With Barrett now confirmed, here are three ways the Supreme Court may limit environmental protection.
First, the conservative members of the court could overturn Massachusetts v. EPA. Were they to do so, the Environmental Protection Agency (EPA) would lose the most effective tool it has to cut greenhouse gas emissions from the electric power sector, from oil and gas drilling and from transportation. Even if the court preserves the holding of Mass v. EPA, it will almost certainly dramatically limit its reach by striking down ambitious EPA regulations issued under the Clean Air Act, upholding the case in name only.

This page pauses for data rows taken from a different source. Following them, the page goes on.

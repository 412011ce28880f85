//! Serial settings value and construction from configuration.
//!
//! Settings are a plain value describing how a channel will be configured,
//! kept separate from the live transport so they can be built and tested
//! without touching hardware.

use super::error::{ConfigError, ConfigResult};
use serde::{Deserialize, Serialize};
use std::path::Path;

/// Baud rate used when none is configured.
pub const DEFAULT_BAUD_RATE: u32 = 9600;

/// Settings for configuring a serial channel.
///
/// Treated as immutable once constructed. The baud rate is passed through to
/// the driver unvalidated; whether it is a rate the device accepts is the
/// driver's concern.
#[derive(Debug, Clone, PartialEq, Eq, Serialize, Deserialize)]
#[serde(default)]
pub struct SerialSettings {
    /// System path to the serial port (e.g., "/dev/ttyUSB0" or "COM3").
    pub port: Option<String>,
    /// Baud rate in bits per second.
    pub baud_rate: u32,
}

impl Default for SerialSettings {
    fn default() -> Self {
        Self {
            port: None,
            baud_rate: DEFAULT_BAUD_RATE,
        }
    }
}

impl SerialSettings {
    /// Create settings from explicit field values.
    pub fn new(port: impl Into<String>, baud_rate: u32) -> Self {
        Self {
            port: Some(port.into()),
            baud_rate,
        }
    }

    /// Construct settings from a configuration mapping.
    ///
    /// Requires both `port` (string) and `baud_rate` (integer); an absent key
    /// fails with [`ConfigError::MissingKey`] and constructs nothing.
    pub fn from_config(config: &toml::Table) -> ConfigResult<Self> {
        let port = require(config, "port")?
            .as_str()
            .ok_or_else(|| ConfigError::wrong_type("port", "string"))?
            .to_string();

        let baud_rate = require(config, "baud_rate")?
            .as_integer()
            .ok_or_else(|| ConfigError::wrong_type("baud_rate", "integer"))?;
        let baud_rate = u32::try_from(baud_rate)
            .map_err(|_| ConfigError::wrong_type("baud_rate", "32-bit unsigned integer"))?;

        Ok(Self {
            port: Some(port),
            baud_rate,
        })
    }

    /// Construct settings from a TOML file whose root table is the mapping.
    pub fn from_config_file(path: impl AsRef<Path>) -> ConfigResult<Self> {
        let path = path.as_ref();
        let contents = std::fs::read_to_string(path).map_err(|source| ConfigError::Read {
            path: path.to_path_buf(),
            source,
        })?;
        let table: toml::Table = contents.parse()?;
        Self::from_config(&table)
    }
}

fn require<'a>(config: &'a toml::Table, key: &str) -> ConfigResult<&'a toml::Value> {
    config.get(key).ok_or_else(|| ConfigError::missing_key(key))
}
//! Mock comms channel for testing.
//!
//! Provides a loopback [`MockComms`] that simulates a channel without
//! hardware: written bytes are queued and handed back by `read`, and every
//! operation is recorded so tests can assert exact call sequences.

use super::error::CommsError;
use super::traits::Comms;
use std::collections::VecDeque;

/// One observed channel operation.
#[derive(Debug, Clone, Copy, PartialEq, Eq)]
pub enum Op {
    Open,
    Close,
    Write,
    Read,
}

/// Loopback test double for the [`Comms`] trait.
///
/// Enforces the same lifecycle as [`SerialComms`](crate::comms::SerialComms):
/// `write`/`read` before `open` fail with [`CommsError::NotOpen`], reopening
/// an open channel fails with [`CommsError::AlreadyOpen`], and `close` is
/// idempotent.
///
/// # Example
/// ```
/// use device_comms::comms::{Comms, MockComms};
///
/// let mut channel = MockComms::new();
/// channel.open().unwrap();
/// channel.write(b"Hello").unwrap();
/// assert_eq!(channel.read(5).unwrap(), b"Hello");
/// channel.close().unwrap();
/// ```
#[derive(Debug, Default)]
pub struct MockComms {
    /// Bytes written and not yet read back.
    loopback: VecDeque<u8>,
    /// Ordered log of every operation invoked.
    ops: Vec<Op>,
    /// Whether the channel is currently open.
    open: bool,
    /// Error to return from the next operation, if set.
    fail_next: Option<CommsError>,
}

impl MockComms {
    /// Create a closed mock channel with an empty loopback buffer.
    pub fn new() -> Self {
        Self::default()
    }

    /// The ordered log of operations observed so far.
    pub fn ops(&self) -> &[Op] {
        &self.ops
    }

    /// Number of written bytes not yet read back.
    pub fn pending_bytes(&self) -> usize {
        self.loopback.len()
    }

    /// Make the next operation fail with `err` instead of succeeding.
    pub fn fail_next_with(&mut self, err: CommsError) {
        self.fail_next = Some(err);
    }

    fn take_injected_failure(&mut self) -> Result<(), CommsError> {
        match self.fail_next.take() {
            Some(err) => Err(err),
            None => Ok(()),
        }
    }
}

impl Comms for MockComms {
    fn open(&mut self) -> Result<(), CommsError> {
        self.ops.push(Op::Open);
        self.take_injected_failure()?;
        if self.open {
            return Err(CommsError::AlreadyOpen);
        }
        self.open = true;
        Ok(())
    }

    fn close(&mut self) -> Result<(), CommsError> {
        self.ops.push(Op::Close);
        self.take_injected_failure()?;
        self.open = false;
        Ok(())
    }

    fn write(&mut self, data: &[u8]) -> Result<(), CommsError> {
        self.ops.push(Op::Write);
        self.take_injected_failure()?;
        if !self.open {
            return Err(CommsError::NotOpen);
        }
        self.loopback.extend(data);
        Ok(())
    }

    fn read(&mut self, num_bytes: usize) -> Result<Vec<u8>, CommsError> {
        self.ops.push(Op::Read);
        self.take_injected_failure()?;
        if !self.open {
            return Err(CommsError::NotOpen);
        }
        if self.loopback.len() < num_bytes {
            // A real driver would block until its timeout elapsed.
            return Err(CommsError::Read(std::io::Error::new(
                std::io::ErrorKind::TimedOut,
                "read timed out",
            )));
        }
        Ok(self.loopback.drain(..num_bytes).collect())
    }
}
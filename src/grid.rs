//! Playing-field geometry. Coordinates are 1-indexed grid cells; the field
//! is bounded by a one-cell border ring, and the rows below the field hold
//! the score line and end-of-game messages.

use crate::{Coords, TermInt};

pub const WIDTH: TermInt = 50;
pub const HEIGHT: TermInt = 25;

/// Bottom border row. The field occupies rows 1..=FIELD_BOTTOM; the
/// remaining rows up to HEIGHT are the status area.
pub const FIELD_BOTTOM: TermInt = HEIGHT - 4;

/// Row of the score line.
pub const STATUS_ROW: TermInt = FIELD_BOTTOM + 1;

/// Touching any of the four boundary lines is the loss condition.
pub fn on_border(cell: Coords) -> bool {
    cell.0 == 1 || cell.0 == WIDTH || cell.1 == 1 || cell.1 == FIELD_BOTTOM
}

/// Cells strictly inside the border ring, i.e. everywhere fruit may land.
pub fn interior_area() -> usize {
    (WIDTH as usize - 2) * (FIELD_BOTTOM as usize - 2)
}

#[cfg(test)]
mod tests {
    use super::*;

    #[test]
    fn corners_and_edges_are_border() {
        assert!(on_border((1, 1)));
        assert!(on_border((WIDTH, 1)));
        assert!(on_border((1, FIELD_BOTTOM)));
        assert!(on_border((WIDTH, FIELD_BOTTOM)));
        assert!(on_border((25, 1)));
        assert!(on_border((1, 10)));
    }

    #[test]
    fn interior_cells_are_not_border() {
        assert!(!on_border((2, 2)));
        assert!(!on_border((WIDTH - 1, FIELD_BOTTOM - 1)));
        assert!(!on_border((30, 10)));
    }
}
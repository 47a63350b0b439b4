//! Terminal adapter. Everything crossterm-specific lives behind this type;
//! the rest of the crate deals in 1-indexed grid cells and plain chars.

use std::{io::{stdout, Stdout, Write}, time::Duration};

use crossterm::event::{poll, read, Event, KeyEvent};
use crossterm::terminal::{ClearType, EnterAlternateScreen, LeaveAlternateScreen};
use crossterm::{cursor, execute, queue, style, terminal, Result};

use crate::{grid, Coords, TermInt};

pub struct TermManager {
    stdout: Stdout,
}

impl TermManager {
    pub fn new() -> Self {
        TermManager { stdout: stdout() }
    }

    /// Enters the alternate screen and raw mode, hides the cursor. Must
    /// succeed before a session runs; a failure here aborts the program.
    pub fn setup(&mut self) -> Result<()> {
        execute!(self.stdout, EnterAlternateScreen)?;
        terminal::enable_raw_mode()?;
        execute!(self.stdout, cursor::Hide, cursor::DisableBlinking)
    }

    /// Undoes `setup`. Called on every exit path.
    pub fn restore(&mut self) -> Result<()> {
        execute!(self.stdout, cursor::Show, cursor::EnableBlinking)?;
        terminal::disable_raw_mode()?;
        execute!(self.stdout, LeaveAlternateScreen)
    }

    /// Returns at most one buffered key press without ever blocking.
    /// Non-key events (e.g. resizes) are drained and discarded.
    pub fn poll_key(&mut self) -> Result<Option<KeyEvent>> {
        while poll(Duration::from_millis(0))? {
            if let Event::Key(ev) = read()? {
                return Ok(Some(ev));
            }
        }
        Ok(None)
    }

    pub fn read_key_blocking(&mut self) -> Result<KeyEvent> {
        loop {
            if let Event::Key(ev) = read()? {
                return Ok(ev);
            }
        }
    }

    /// Queues one glyph at a 1-indexed grid cell. Not flushed until
    /// `flush` is called, so a tick's worth of updates lands at once.
    pub fn print_at(&mut self, cell: Coords, ch: char) -> Result<()> {
        queue!(self.stdout, cursor::MoveTo(cell.0 - 1, cell.1 - 1), style::Print(ch))
    }

    /// Queues a line of text starting at a 1-indexed cell.
    pub fn print_text(&mut self, x: TermInt, y: TermInt, text: &str) -> Result<()> {
        queue!(self.stdout, cursor::MoveTo(x - 1, y - 1), style::Print(text))
    }

    pub fn clear(&mut self) -> Result<()> {
        execute!(self.stdout, terminal::Clear(ClearType::All))
    }

    /// Terminal bell; best-effort, some emulators render it as a flash.
    pub fn bell(&mut self) -> Result<()> {
        queue!(self.stdout, style::Print('\u{7}'))
    }

    pub fn flush(&mut self) -> Result<()> {
        self.stdout.flush()?;
        Ok(())
    }

    pub fn draw_border(&mut self) -> Result<()> {
        for y in 2..grid::FIELD_BOTTOM {
            self.print_at((1, y), '│')?;
            self.print_at((grid::WIDTH, y), '│')?;
        }

        for x in 2..grid::WIDTH {
            self.print_at((x, 1), '─')?;
            self.print_at((x, grid::FIELD_BOTTOM), '─')?;
        }

        self.print_at((1, 1), '┌')?;
        self.print_at((grid::WIDTH, 1), '┐')?;
        self.print_at((1, grid::FIELD_BOTTOM), '└')?;
        self.print_at((grid::WIDTH, grid::FIELD_BOTTOM), '┘')?;
        self.flush()
    }
}
//! Single-line text input with a label, backed by `tui-input`.

use crossterm::event::{KeyCode, KeyEvent, KeyModifiers};
use ratatui::Frame;
use ratatui::layout::{Position, Rect};
use ratatui::style::Style;
use ratatui::text::{Line, Span};
use ratatui::widgets::{Block, BorderType, Borders, Paragraph};
use tui_input::{Input, InputRequest};

use crate::theme;

/// Rows a field occupies: label plus a bordered box.
pub const FIELD_HEIGHT: u16 = 4;

pub struct TextField {
    label: &'static str,
    input: Input,
    masked: bool,
    /// Digits only, at most this many.
    max_digits: Option<usize>,
}

impl TextField {
    pub fn new(label: &'static str, value: &str) -> Self {
        Self {
            label,
            input: Input::new(value.to_owned()),
            masked: false,
            max_digits: None,
        }
    }

    pub fn masked(mut self) -> Self {
        self.masked = true;
        self
    }

    pub fn numeric(mut self, max_digits: usize) -> Self {
        self.max_digits = Some(max_digits);
        self
    }

    pub fn value(&self) -> &str {
        self.input.value()
    }

    pub fn set_value(&mut self, value: &str) {
        self.input = Input::new(value.to_owned());
    }

    pub fn toggle_masked(&mut self) {
        self.masked = !self.masked;
    }

    /// Apply an editing key. Returns whether the key was consumed.
    pub fn handle_key(&mut self, key: KeyEvent) -> bool {
        let ctrl = key.modifiers.contains(KeyModifiers::CONTROL);
        let request = match key.code {
            KeyCode::Char('w') if ctrl => InputRequest::DeletePrevWord,
            KeyCode::Char('k') if ctrl => InputRequest::DeleteTillEnd,
            KeyCode::Char(_) if ctrl => return false,
            KeyCode::Char(c) => {
                if let Some(max) = self.max_digits {
                    if !c.is_ascii_digit() || self.input.value().len() >= max {
                        return true;
                    }
                }
                InputRequest::InsertChar(c)
            }
            KeyCode::Backspace => InputRequest::DeletePrevChar,
            KeyCode::Delete => InputRequest::DeleteNextChar,
            KeyCode::Left => InputRequest::GoToPrevChar,
            KeyCode::Right => InputRequest::GoToNextChar,
            KeyCode::Home => InputRequest::GoToStart,
            KeyCode::End => InputRequest::GoToEnd,
            _ => return false,
        };
        let _ = self.input.handle(request);
        true
    }

    pub fn render(&self, frame: &mut Frame, area: Rect, focused: bool) {
        if area.height < 3 {
            return;
        }
        let label_style = if focused {
            Style::default().fg(theme::NEON_CYAN)
        } else {
            theme::text()
        };
        frame.render_widget(
            Paragraph::new(Span::styled(self.label, label_style)),
            Rect::new(area.x, area.y, area.width, 1),
        );

        let block = Block::default()
            .borders(Borders::ALL)
            .border_type(BorderType::Rounded)
            .border_style(if focused {
                theme::border_focused()
            } else {
                theme::border_default()
            });
        let box_area = Rect::new(area.x, area.y + 1, area.width, 3);
        let inner = block.inner(box_area);
        frame.render_widget(block, box_area);

        let width = usize::from(inner.width.max(1)).saturating_sub(1);
        let scroll = self.input.visual_scroll(width);
        let shown: String = if self.masked {
            "\u{25CF}".repeat(self.input.value().chars().count())
        } else {
            self.input.value().to_owned()
        };
        let visible: String = shown.chars().skip(scroll).collect();
        frame.render_widget(
            Paragraph::new(Line::from(Span::styled(visible, theme::metric_value()))),
            inner,
        );

        if focused {
            let offset = self.input.visual_cursor().saturating_sub(scroll);
            let x = inner
                .x
                .saturating_add(u16::try_from(offset).unwrap_or(u16::MAX))
                .min(inner.right().saturating_sub(1));
            frame.set_cursor_position(Position::new(x, inner.y));
        }
    }
}
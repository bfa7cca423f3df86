// On-disk slot storage and proxy file exchange.

use std::io::ErrorKind;
use std::path::{Path, PathBuf};

use pcap2socks_core::{EXPORT_FILE_NAME, Proxy, Record, SlotStore};

use crate::ConfigError;

/// Slot store keeping each slot as `<dir>/<slot>.json`.
#[derive(Debug, Clone)]
pub struct FileSlots {
    dir: PathBuf,
}

impl FileSlots {
    pub fn new(dir: impl Into<PathBuf>) -> Self {
        Self { dir: dir.into() }
    }

    pub fn dir(&self) -> &Path {
        &self.dir
    }

    pub fn path(&self, slot: &str) -> PathBuf {
        self.dir.join(format!("{slot}.json"))
    }
}

impl SlotStore for FileSlots {
    type Error = std::io::Error;

    fn read(&self, slot: &str) -> Result<Option<String>, Self::Error> {
        match std::fs::read_to_string(self.path(slot)) {
            Ok(text) => Ok(Some(text)),
            Err(e) if e.kind() == ErrorKind::NotFound => Ok(None),
            Err(e) => Err(e),
        }
    }

    fn write(&self, slot: &str, text: &str) -> Result<(), Self::Error> {
        std::fs::create_dir_all(&self.dir)?;
        std::fs::write(self.path(slot), text)
    }

    fn remove(&self, slot: &str) -> Result<(), Self::Error> {
        match std::fs::remove_file(self.path(slot)) {
            Err(e) if e.kind() != ErrorKind::NotFound => Err(e),
            _ => Ok(()),
        }
    }
}

/// Write `proxy` to `<dir>/pcap2socks.json`. Invalid proxies are refused.
pub fn export_proxy(dir: &Path, proxy: &Proxy) -> Result<PathBuf, ConfigError> {
    if !proxy.validate() {
        return Err(ConfigError::Validation {
            field: "proxy".into(),
            reason: "destination is empty".into(),
        });
    }
    std::fs::create_dir_all(dir)?;
    let path = dir.join(EXPORT_FILE_NAME);
    std::fs::write(&path, proxy.to_json_pretty())?;
    tracing::debug!(path = %path.display(), "exported proxy");
    Ok(path)
}

/// Read a proxy previously written by [`export_proxy`].
pub fn import_proxy(path: &Path) -> Result<Proxy, ConfigError> {
    let text = std::fs::read_to_string(path)?;
    Proxy::parse(&text).ok_or_else(|| ConfigError::InvalidProxy {
        path: path.to_path_buf(),
    })
}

Second, the court’s majority may limit the ability of states and environmental groups to bring environmental lawsuits. In order to file a lawsuit challenging environmental regulations and policies, a plaintiff must establish “standing.” In Massachusetts v. EPA, the dissenters, including Scalia, Justices Samuel Alito, Clarence Thomas and Chief Justice Roberts, would have denied Massachusetts the right to challenge EPA’s refusal to regulate carbon pollution. If the dissenting justices had prevailed, their reasoning would have made it impossible for states or environmental groups to challenge any environmental regulation that concerns climate change. All environmental suits would be more difficult to bring. With Gorsuch replacing Scalia and the addition of Kavanaugh and Barrett, citizen access to the courts will be imperiled.
Finally, in what would be by far its most radical move, the Supreme Court could revive a long-dormant doctrine — last used in the 1930s in opposition to the New Deal — to upend the power of federal agencies to do their jobs. Five of the current justices have signaled their interest in reviving what is known as the “non-delegation” doctrine. If Barrett joins them, six members of the court could begin striking down laws passed by Congress that give federal agencies like EPA, the Fish and Wildlife Service and the Occupational Health and Safety Administration (OSHA) the power and responsibility to implement federal law. Affected laws could include the Clean Air and Clean Water Acts, the Endangered Species Act, OSHA, the Affordable Care Act and many more. If the six conservative members of the court revive the non-delegation doctrine and use it expansively, the administrative state as we know it could come to an end.
It is not hyperbolic, as I stated earlier, to predict that the Roberts court, with new member Barrett, could be the most anti-environmental in history. Its anti-environmentalism couldn’t come at a worse time. We are facing the gravest existential environmental threat in human history as carbon pollution continues to accumulate in the atmosphere. We have little time — just a few decades at most — to cut that pollution to zero to avoid the worst ravages of climate change. And yet we have a court that could stand in the way of what is already the hardest environmental task we have ever undertaken. Barrett’s confirmation makes the possibility even greater.
Ann Carlson is the Shirley Shapiro professor of Environmental Law and the faculty co-director of the Emmett Institute on Climate Change and the Environment at UCLA School of Law.